Alternative sampling schemes

It's quite obvious that the uniform sampling scheme used by the standard finite sum methods can be improved if we know (or can at least approximate) the imbalance between the terms in the sum. By imbalance, I'm referring to the difference in the Lipschitz constants between each term. Terms with large constants will generally have a disproportionate contribution to the full gradient. In general we want methods where the theoretical convergence rate depends on the average Lipschitz constant of the terms, rather than the max, which is the case for SAG and other primal methods.

The paper by Schmidt et. al. (AISTATS 2015) covers this problem for SAGA/SAG style methods. I contributed a little to the theory for this paper. They show quite astounding practical results for conditional random field (CRF) problems, where weighted sampling seems crucial.

For SDCA, this preprint covers the problem to some degree. I've only skimmed this paper. The practical results are not super-impressive. I believe this is because they only test on linear learners, which are too simple to really see the benefit. In general, weighted sampling for coordinate descent is a well studied problem so applying those results to dual coordinate descent (i.e. SDCA) is a obvious research direction. I have a simple weighted sampling proof for a minor variant of SDCA in my thesis.

There are two NIPS 2015 papers on the general topic, both with Tong Zhang as a co-author!

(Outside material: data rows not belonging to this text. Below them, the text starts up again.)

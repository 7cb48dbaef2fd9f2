//! Navigation guard.
//!
//! [`decide`] is a pure function of the flavor, the navigation, and a
//! session snapshot. Applying the outcome (notices, redirects) is left to
//! the caller; see [`Router`](crate::Router).

use blogdeck_client::{Flavor, LOGIN_PATH, Notice};
use blogdeck_session::Session;
use serde::Serialize;

use crate::route::ResolvedRoute;

/// Where signed-in users are sent instead of the login page.
pub const HOME_PATH: &str = "/";

pub const LOGIN_REQUIRED_MESSAGE: &str = "Please log in first";
pub const NO_PERMISSION_MESSAGE: &str = "You do not have permission to access this page";

/// A navigation about to happen.
#[derive(Debug, Clone)]
pub struct Navigation {
    pub to: ResolvedRoute,
    /// Path being left, if any.
    pub from: Option<String>,
}

/// Outcome of the guard.
#[derive(Debug, Clone, PartialEq, Eq)]
pub enum Decision {
    /// Proceed to the target.
    Allow,
    /// Go somewhere else instead, optionally telling the user why.
    RedirectTo { path: String, notice: Option<Notice> },
    /// Refuse the target, tell the user, and go to `redirect`.
    Deny { notice: Notice, redirect: String },
}

impl Decision {
    fn redirect(path: &str) -> Self {
        Decision::RedirectTo {
            path: path.to_string(),
            notice: None,
        }
    }

    pub fn is_allowed(&self) -> bool {
        matches!(self, Decision::Allow)
    }

    /// Path navigation ends up on instead of the target, if any.
    pub fn redirect_target(&self) -> Option<&str> {
        match self {
            Decision::Allow => None,
            Decision::RedirectTo { path, .. } => Some(path),
            Decision::Deny { redirect, .. } => Some(redirect),
        }
    }

    pub fn notice(&self) -> Option<&Notice> {
        match self {
            Decision::Allow => None,
            Decision::RedirectTo { notice, .. } => notice.as_ref(),
            Decision::Deny { notice, .. } => Some(notice),
        }
    }
}

/// Short machine-readable label, used in logs and JSON output.
#[derive(Debug, Clone, Copy, PartialEq, Eq, Serialize)]
#[serde(rename_all = "lowercase")]
pub enum DecisionKind {
    Allow,
    Redirect,
    Deny,
}

impl From<&Decision> for DecisionKind {
    fn from(decision: &Decision) -> Self {
        match decision {
            Decision::Allow => DecisionKind::Allow,
            Decision::RedirectTo { .. } => DecisionKind::Redirect,
            Decision::Deny { .. } => DecisionKind::Deny,
        }
    }
}

/// Decide whether `navigation` may proceed.
///
/// Checks run in order and the first that applies wins:
/// 1. authentication, with flavor-specific rules for what requires it and
///    what counts as signed in;
/// 2. signed-in users asking for the login page go home;
/// 3. admin-only routes refuse non-administrators.
pub fn decide(flavor: Flavor, navigation: &Navigation, session: &Session) -> Decision {
    let to = &navigation.to;

    match flavor {
        Flavor::Site => {
            if to.meta.requires_auth != Some(false) && !session.is_login() {
                return Decision::RedirectTo {
                    path: LOGIN_PATH.to_string(),
                    notice: Some(Notice::warning(LOGIN_REQUIRED_MESSAGE)),
                };
            }
        }
        Flavor::Console => {
            let requires_auth = to.matched.iter().any(|m| m.requires_auth == Some(true))
                || to.meta.requires_auth == Some(true);
            if requires_auth && !session.has_token() {
                return Decision::redirect(LOGIN_PATH);
            }
        }
    }

    if to.path == LOGIN_PATH && session.has_token() {
        return Decision::redirect(HOME_PATH);
    }

    if to.meta.requires_admin && !session.is_admin() {
        let redirect = match flavor {
            Flavor::Site => LOGIN_PATH.to_string(),
            Flavor::Console => navigation
                .from
                .clone()
                .filter(|p| !p.is_empty())
                .unwrap_or_else(|| HOME_PATH.to_string()),
        };
        return Decision::Deny {
            notice: Notice::error(NO_PERMISSION_MESSAGE),
            redirect,
        };
    }

    Decision::Allow
}
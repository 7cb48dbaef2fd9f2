//! Client-side state for the blog applications.
//!
//! This crate provides the stateful half of the client:
//! - [`SessionStore`]: bearer token and profile, persisted across restarts
//! - [`ArticleCache`]: last fetched article page, detail, and taxonomy
//! - [`Storage`]: the durable key/value store both are mirrored into
//! - [`RememberedLogin`]: obfuscated "remember me" credentials
//!
//! # Example
//!
//! ```rust,ignore
//! use std::sync::Arc;
//! use blogdeck_client::{BlogClient, Flavor, LoginRequest};
//! use blogdeck_session::{FileStorage, SessionStore};
//!
//! let storage = Arc::new(FileStorage::open("storage-site.json")?);
//! let session = Arc::new(SessionStore::restore(Flavor::Site, storage));
//! let client = BlogClient::builder()
//!     .base_url("http://localhost:8080/api")
//!     .auth(session.clone())
//!     .build()?;
//!
//! session.login(&client, &LoginRequest::password("bob", "hunter2")).await?;
//! ```

mod articles;
mod error;
pub mod obfuscate;
mod remember;
mod session;
mod storage;

pub use articles::{ArticleCache, ArticleListState};
pub use error::{Error, ObfuscateError, Result, StorageError};
pub use obfuscate::{DEFAULT_KEY, Obfuscator};
pub use remember::{LEGACY_PASSWORD_KEYS, Remembered, RememberedLogin};
pub use session::{Session, SessionKeys, SessionStore};
pub use storage::{FileStorage, MemoryStorage, Storage};
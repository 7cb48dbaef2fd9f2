//! Tags API.

use crate::client::BlogClient;
use crate::error::Result;
use crate::types::{Article, PageQuery, PageResult, Tag};

/// Tags API client.
pub struct TagsApi {
    client: BlogClient,
}

impl TagsApi {
    pub(crate) fn new(client: BlogClient) -> Self {
        Self { client }
    }

    /// List all tags.
    pub async fn list(&self) -> Result<Vec<Tag>> {
        self.client.get("tag/list").await
    }

    /// Get a tag by ID.
    pub async fn get(&self, id: i64) -> Result<Tag> {
        self.client.get(&format!("tag/{}", id)).await
    }

    /// Create a tag.
    pub async fn create(&self, tag: &Tag) -> Result<Tag> {
        self.client.post("tag", tag).await
    }

    /// Update a tag.
    pub async fn update(&self, tag: &Tag) -> Result<Tag> {
        self.client.put("tag", tag).await
    }

    /// Delete a tag.
    pub async fn delete(&self, id: i64) -> Result<()> {
        self.client.delete(&format!("tag/{}", id)).await
    }

    /// Articles carrying a tag.
    pub async fn articles(&self, tag_id: i64, page: PageQuery) -> Result<PageResult<Article>> {
        self.client
            .get_with_query(&format!("tag/{}/articles", tag_id), &page)
            .await
    }
}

Local Smoothness in Variance Reduced Optimization by Vainsencher, Liu and Zhang and Quartz: Randomized Dual Coordinate Ascent with Arbitrary Sampling by Qu, Richtarik and Zhang. Quartz is a variant of SDCA with a interpolation-with-previous-value update for the primal estimate of x instead of a direct update. They say this leads to a better theoretical convergence rate. The main novelty is a proof that works for sampling schemes like mini-batch, importance sampling and uniform sampling. The practical performance is not as good as SDCA except when they are able to exploit sparsity together with mini-batching, as the update is more conservative. I like that they didn't introduce another acroynm. It's becoming impossible to communicate finite sum methods to people outside the field due to all the method names sounding similar.

The Local-smoothness paper discusses the particular problem of adapting the sampling scheme at run-time, so that the weighting doesn't need to be specified up front. This is practically a necessity for good performance, and they do establish some theory covering it unlike previous work on adaptivity for SAG. I like their discussion of why it can be effective. They point out that for smoothed-hinge loss, data-points whose activation is in the linear parts of the hinge can almost be ignored by the sampler once we get close to the solution.

The future

There is still lots of interesting avenues of research open for finite sum methods. Do practical accelerated variants of any of the methods exist? Ideally without lots of parameters that require tuning. Are other variance reduction approaches possible (like adding a second set of control variates, or by using multiplicative instead of additive control?).

I would like to see some solid c/c++ implementations of the best methods so that they can be more widely used. There are some reasonable python implementations in the Lightning package, but they need adaptive step sizes and importance sampling to really be production ready. Multithreading would also be great. It would also be nice to see SAGA implemented in TensorFlow, Vowpal Wabbit and LibLinear for example.